Fred knows he is a leader as well, capable of greatness.

So what’s the deal? Why am I not doing that kind of work more often? Leading would grow my brand, deliver more value and maybe open doors to possibilities that I can’t see right now. The truth is, for the longest time I thought my offerings weren’t good enough. I lived under the impression that I didn’t deliver enough content, and the work wasn’t impactful enough.

Fred understands my perspective, he thinks I should work on getting it “better”.

I was always trying to add more to the content, more quantity, and more value. But it never seemed enough. I spent so much time worrying about delivering “valuable content” and “making a profound difference” that I hesitated to share my work. I was effectively choosing the safety a “perfection” I could never achieve over “solid and deliverable” which I already had.

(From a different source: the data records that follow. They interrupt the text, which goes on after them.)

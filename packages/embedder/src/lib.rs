//! Embedding of binary assets as source-level byte-array literals.
//!
//! Each asset is read fully into memory and written out as a generated
//! source file declaring one variable that holds the asset's bytes,
//! wrapped in a package (Go) or module (Rust) namespace.

mod embed;
mod ident;
mod language;
mod literal;
mod manifest;

pub use embed::*;
pub use ident::*;
pub use language::*;
pub use literal::*;
pub use manifest::*;
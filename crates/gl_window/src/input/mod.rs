//! Input types and mouse listener dispatch
//!
//! Backend-neutral key and mouse types. Hosts translate their native events
//! into [`MouseEvent`]s; the window hands them to the attached
//! [`MouseListeners`] while events are being processed.

/// Key codes
#[derive(Debug, Clone, Copy, PartialEq, Eq, Hash)]
pub enum KeyCode {
    /// A key
    A,
    /// B key
    B,
    /// C key
    C,
    /// D key
    D,
    /// E key
    E,
    /// F key
    F,
    /// G key
    G,
    /// H key
    H,
    /// I key
    I,
    /// J key
    J,
    /// K key
    K,
    /// L key
    L,
    /// M key
    M,
    /// N key
    N,
    /// O key
    O,
    /// P key
    P,
    /// Q key
    Q,
    /// R key
    R,
    /// S key
    S,
    /// T key
    T,
    /// U key
    U,
    /// V key
    V,
    /// W key
    W,
    /// X key
    X,
    /// Y key
    Y,
    /// Z key
    Z,
    /// Space key
    Space,
    /// Enter key
    Enter,
    /// Escape key
    Escape,
    /// Up arrow
    Up,
    /// Down arrow
    Down,
    /// Left arrow
    Left,
    /// Right arrow
    Right,
}

/// Mouse buttons
#[derive(Debug, Clone, Copy, PartialEq, Eq, Hash)]
pub enum MouseButton {
    /// Left mouse button
    Left,
    /// Right mouse button
    Right,
    /// Middle mouse button
    Middle,
    /// Any extra button, numbered from 0 like the host does
    Other(u8),
}

/// Transition reported for a mouse button
#[derive(Debug, Clone, Copy, PartialEq, Eq, Hash)]
pub enum ButtonAction {
    /// Button went down
    Press,
    /// Button went up
    Release,
}

/// Mouse input delivered by the host during event processing
#[derive(Debug, Clone, Copy, PartialEq)]
pub enum MouseEvent {
    /// Cursor moved to window coordinates (x, y)
    Moved {
        /// Horizontal position
        x: f64,
        /// Vertical position
        y: f64,
    },
    /// Button pressed or released while the cursor was at (x, y)
    Button {
        /// Which button
        button: MouseButton,
        /// Press or release
        action: ButtonAction,
        /// Cursor x at the time of the event
        x: f64,
        /// Cursor y at the time of the event
        y: f64,
    },
    /// Scroll wheel or trackpad delta
    Scroll {
        /// Horizontal offset
        dx: f64,
        /// Vertical offset
        dy: f64,
    },
}

type MoveListener = Box<dyn FnMut(f64, f64)>;
type ClickListener = Box<dyn FnMut(MouseButton, ButtonAction, f64, f64)>;
type ScrollListener = Box<dyn FnMut(f64, f64)>;

/// The three mouse handlers attached to a window
///
/// Handlers run synchronously on the thread that processes events, so they
/// may capture non-`Send` state such as `Rc<RefCell<_>>`.
pub struct MouseListeners {
    on_move: MoveListener,
    on_click: ClickListener,
    on_scroll: ScrollListener,
}

impl MouseListeners {
    /// Bundle the move, click and scroll handlers
    pub fn new<M, C, S>(on_move: M, on_click: C, on_scroll: S) -> Self
    where
        M: FnMut(f64, f64) + 'static,
        C: FnMut(MouseButton, ButtonAction, f64, f64) + 'static,
        S: FnMut(f64, f64) + 'static,
    {
        Self {
            on_move: Box::new(on_move),
            on_click: Box::new(on_click),
            on_scroll: Box::new(on_scroll),
        }
    }

    /// Route one event to the matching handler
    pub fn dispatch(&mut self, event: MouseEvent) {
        match event {
            MouseEvent::Moved { x, y } => (self.on_move)(x, y),
            MouseEvent::Button { button, action, x, y } => (self.on_click)(button, action, x, y),
            MouseEvent::Scroll { dx, dy } => (self.on_scroll)(dx, dy),
        }
    }
}

impl std::fmt::Debug for MouseListeners {
    fn fmt(&self, f: &mut std::fmt::Formatter<'_>) -> std::fmt::Result {
        f.debug_struct("MouseListeners").finish_non_exhaustive()
    }
}
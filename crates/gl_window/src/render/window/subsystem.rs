//! Process-wide windowing subsystem lease
//!
//! The host library has one global init/terminate pair. [`Subsystem`] makes
//! that explicit: [`Subsystem::acquire`] initializes the host and counts the
//! lease, [`Subsystem::release`] (or drop) gives it back. The window's
//! constructor and `destroy` are the only callers.

use std::sync::atomic::{AtomicUsize, Ordering};

use crate::render::window::backend::WindowHost;
use crate::render::window::WindowResult;

static ACTIVE_LEASES: AtomicUsize = AtomicUsize::new(0);

/// An initialized host library, counted while alive
#[derive(Debug)]
pub struct Subsystem<H: WindowHost> {
    host: H,
}

impl<H: WindowHost> Subsystem<H> {
    /// Initialize the host library with [`WindowHost::init`]
    pub fn acquire() -> WindowResult<Self> {
        Self::acquire_with(H::init)
    }

    /// Initialize the host library with a custom initializer
    pub fn acquire_with<F>(init: F) -> WindowResult<Self>
    where
        F: FnOnce() -> WindowResult<H>,
    {
        let host = init()?;
        let leases = ACTIVE_LEASES.fetch_add(1, Ordering::SeqCst) + 1;
        log::debug!("Windowing subsystem acquired ({leases} active)");
        Ok(Self { host })
    }

    /// Give the lease back, terminating the host library if it was the last
    pub fn release(self) {
        drop(self);
    }

    /// Number of leases currently held in this process
    pub fn active_leases() -> usize {
        ACTIVE_LEASES.load(Ordering::SeqCst)
    }

    /// Access the host
    pub fn host(&self) -> &H {
        &self.host
    }

    /// Mutable access to the host
    pub fn host_mut(&mut self) -> &mut H {
        &mut self.host
    }
}

impl<H: WindowHost> Drop for Subsystem<H> {
    fn drop(&mut self) {
        let leases = ACTIVE_LEASES.fetch_sub(1, Ordering::SeqCst) - 1;
        log::debug!("Windowing subsystem released ({leases} active)");
    }
}

#[cfg(test)]
mod tests {
    use super::*;
    use crate::render::window::headless::HeadlessHost;
    use crate::render::window::WindowError;

    #[test]
    fn test_failed_init_is_not_counted_as_lease() {
        let result = Subsystem::<HeadlessHost>::acquire();
        assert!(matches!(result, Err(WindowError::InitializationFailed)));

        let result = Subsystem::<HeadlessHost>::acquire_with(|| Err(WindowError::InitializationFailed));
        assert!(result.is_err());
    }

    #[test]
    fn test_release_drops_host() {
        let host = HeadlessHost::with_monitor(1920, 1080);
        let lease_host = host.clone();
        let mut subsystem = Subsystem::acquire_with(move || Ok(lease_host)).unwrap();
        assert_eq!(host.outstanding_handles(), 1);
        assert!(Subsystem::<HeadlessHost>::active_leases() >= 1);

        subsystem.host_mut().set_time(3.0);
        assert!((subsystem.host().time() - 3.0).abs() < f64::EPSILON);

        subsystem.release();
        assert_eq!(host.outstanding_handles(), 0);
    }
}
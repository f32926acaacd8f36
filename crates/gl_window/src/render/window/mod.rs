//! Window management subsystem
//!
//! This module owns the application window: one native window, its OpenGL
//! context, and the FPS overlay in its title bar.
//!
//! # Architecture Overview
//!
//! ```text
//! ┌─────────────────────────────────┐
//! │     Application Code            │
//! └─────────────┬───────────────────┘
//!               │ Uses
//!         ┌─────▼─────┐
//!         │  Window   │ ← Public API (handle.rs)
//!         └─────┬─────┘
//!               │ Uses
//!      ┌────────▼────────┐
//!      │ WindowHost /    │ ← Host contract (backend.rs)
//!      │ HostSurface     │
//!      └────────┬────────┘
//!               │ Implemented by
//!   ┌───────────▼───────────┐
//!   │ opengl::GlfwHost      │ ← GLFW backend (../opengl/window.rs)
//!   └───────────────────────┘
//! ```
//!
//! # Module Organization
//!
//! - **`handle`**: the [`Window`] lifecycle, input and FPS overlay
//! - **`backend`**: the host contract
//! - **`monitor`**: primary monitor resolution
//! - **`subsystem`**: counted acquire/release of the host library

pub mod handle;
pub mod backend;
pub mod monitor;
pub mod subsystem;

#[cfg(test)]
pub(crate) mod headless;

use thiserror::Error;

// Re-export the main public type for convenience
pub use handle::Window;
pub use monitor::Monitor;
pub use subsystem::Subsystem;

/// Window management errors
#[derive(Error, Debug, Clone, PartialEq, Eq)]
pub enum WindowError {
    /// The host windowing library could not be initialized
    #[error("Windowing subsystem initialization failed")]
    InitializationFailed,

    /// The host refused to create the window or its context
    #[error("Window creation failed")]
    CreationFailed,

    /// Fullscreen was requested without an available monitor
    #[error("No monitor available for a fullscreen window")]
    NoMonitor,
}

/// Result type for window operations
pub type WindowResult<T> = Result<T, WindowError>;
//! # gl_window
//!
//! Single-window OpenGL context management on top of GLFW.
//!
//! ## Features
//!
//! - **Window Lifecycle**: windowed or exclusive fullscreen creation, close, destroy
//! - **OpenGL Context**: core profile 3.3+ with multisampling, bound per thread
//! - **Input**: key state queries and mouse move/click/scroll listeners
//! - **FPS Overlay**: frames per second shown in the title bar once a second
//! - **Configuration**: TOML and RON config files
//!
//! ## Quick Start
//!
//! ```rust,no_run
//! use gl_window::prelude::*;
//!
//! fn main() -> Result<(), Box<dyn std::error::Error>> {
//!     gl_window::foundation::logging::init_with_level("info");
//!
//!     let config = WindowConfig::new("Demo");
//!     let mut window = Window::try_new(&config)?;
//!
//!     window.make_context();
//!     window.init_timer();
//!     while !window.is_closed() {
//!         window.process_events();
//!         window.show_fps();
//!         window.render();
//!     }
//!     window.destroy();
//!     Ok(())
//! }
//! ```

#![warn(missing_docs)]
#![warn(clippy::all, clippy::pedantic, clippy::nursery)]
#![allow(clippy::module_name_repetitions, clippy::similar_names, clippy::too_many_arguments)]

// Core configuration
pub mod core;

pub mod config;
pub mod foundation;
pub mod input;
pub mod render;

pub use crate::core::config::{ApplicationConfig, ContextConfig, WindowConfig};
pub use input::{ButtonAction, KeyCode, MouseButton, MouseEvent, MouseListeners};
pub use render::{Window, WindowError, WindowResult};

/// Common imports for crate users
pub mod prelude {
    pub use crate::{
        Window, WindowError, WindowResult,
        core::config::{ApplicationConfig, WindowConfig, ContextConfig, Config, ConfigError},
        foundation::time::FpsCounter,
        input::{KeyCode, MouseButton, ButtonAction, MouseEvent, MouseListeners},
        render::{WindowHost, HostSurface, GlfwHost},
    };
}
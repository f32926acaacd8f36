//! Configuration file support
//!
//! Config types opt into file loading by implementing [`Config`]. The format is
//! picked from the file extension: `.toml` or `.ron`.

use std::path::Path;

pub use serde::{Deserialize, Serialize};

/// Configuration trait
pub trait Config: Serialize + for<'de> Deserialize<'de> + Default {
    /// Load configuration from file
    fn load_from_file(path: impl AsRef<Path>) -> Result<Self, ConfigError> {
        let path = path.as_ref();
        let contents = std::fs::read_to_string(path)?;

        match Format::from_path(path)? {
            Format::Toml => toml::from_str(&contents).map_err(|e| ConfigError::Parse(e.to_string())),
            Format::Ron => ron::from_str(&contents).map_err(|e| ConfigError::Parse(e.to_string())),
        }
    }

    /// Load configuration from file, or fall back to defaults when the file is missing
    fn load_or_default(path: impl AsRef<Path>) -> Result<Self, ConfigError> {
        let path = path.as_ref();
        if !path.exists() {
            log::info!("No config at {}, using defaults", path.display());
            return Ok(Self::default());
        }
        Self::load_from_file(path)
    }

    /// Save configuration to file
    fn save_to_file(&self, path: impl AsRef<Path>) -> Result<(), ConfigError> {
        let path = path.as_ref();
        let contents = match Format::from_path(path)? {
            Format::Toml => toml::to_string_pretty(self).map_err(|e| ConfigError::Serialize(e.to_string()))?,
            Format::Ron => ron::ser::to_string_pretty(self, ron::ser::PrettyConfig::default())
                .map_err(|e| ConfigError::Serialize(e.to_string()))?,
        };

        std::fs::write(path, contents).map_err(ConfigError::Io)
    }
}

#[derive(Debug, Clone, Copy, PartialEq, Eq)]
enum Format {
    Toml,
    Ron,
}

impl Format {
    fn from_path(path: &Path) -> Result<Self, ConfigError> {
        match path.extension().and_then(|ext| ext.to_str()) {
            Some("toml") => Ok(Self::Toml),
            Some("ron") => Ok(Self::Ron),
            _ => Err(ConfigError::UnsupportedFormat(path.display().to_string())),
        }
    }
}

/// Configuration errors
#[derive(thiserror::Error, Debug)]
pub enum ConfigError {
    /// IO error
    #[error("IO error: {0}")]
    Io(#[from] std::io::Error),

    /// Parse error
    #[error("Parse error: {0}")]
    Parse(String),

    /// Serialization error
    #[error("Serialization error: {0}")]
    Serialize(String),

    /// Unsupported format
    #[error("Unsupported format: {0}")]
    UnsupportedFormat(String),

    /// Values parsed fine but are not usable
    #[error("Invalid configuration: {0}")]
    Invalid(String),
}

Fred waits as well. He doesn’t feel he can lead until he has it “all figured out.” Being a leader wasn’t enough unless you are perfect.

By waiting for perfection I deny myself the gift of making a difference for others and deny others the value that I bring to the table. I’m kinda angry about it, truthfully. And you should be too.

Fred’s legions wait for him to lead as well. They wait leaderless, neither being lead nor helping Fred become the leader he could be.

Also missing for me is connecting with others, laughter, ideas, spontaneity, power. All of these things are missing because of my willingness to choose the safety of “not good enough” over showing up and delivering the thing I ALREADY KNOW how to do.

Fred suggests it’s much safer over here. It may not be what he wants, but the safety of a predictable future is better than an unpredictable future with the possibility of amazing results.

We all have value to bring to the table. We can make a difference in so many places when we put our energy and time forward in service of others. When we get brave and share ourselves, extraordinary things happen. Unpredictable magic happens. Things we had no idea are possible to emerge. You can contribute in SO MANY WAYS. And you don’t need to learn anything new, be better at anything or perform. You can just lean in where it would make the biggest difference for you in your life or the biggest difference for others.

It’s time to lead your legions.

You can contribute as a leader at work, share your passion for travel through a blog, make a video series about lego-building, host talks about gardening at your local library, or entertain friends to discuss local hikes at home over coffee. You can call your friend who’s having a problem with his plumbing because you know something about it. You can pick up a friend or acquaintance at the airport. When you lean forward and contribute, you can make someone’s day. And if you’re lucky, you might just change their lives.

When you wait for perfection you deny yourself the gift of contributing. When we contribute, so many things can happen. You can ease someone’s load, remind them they’re not all on their own in this world, make them smile, or partner with them to share a burden that feels too heavy. No amount of “safely holding yourself back” is worth the cost of missing that experience.

It’s time to tell Achilles to get off the couch and get back into the work.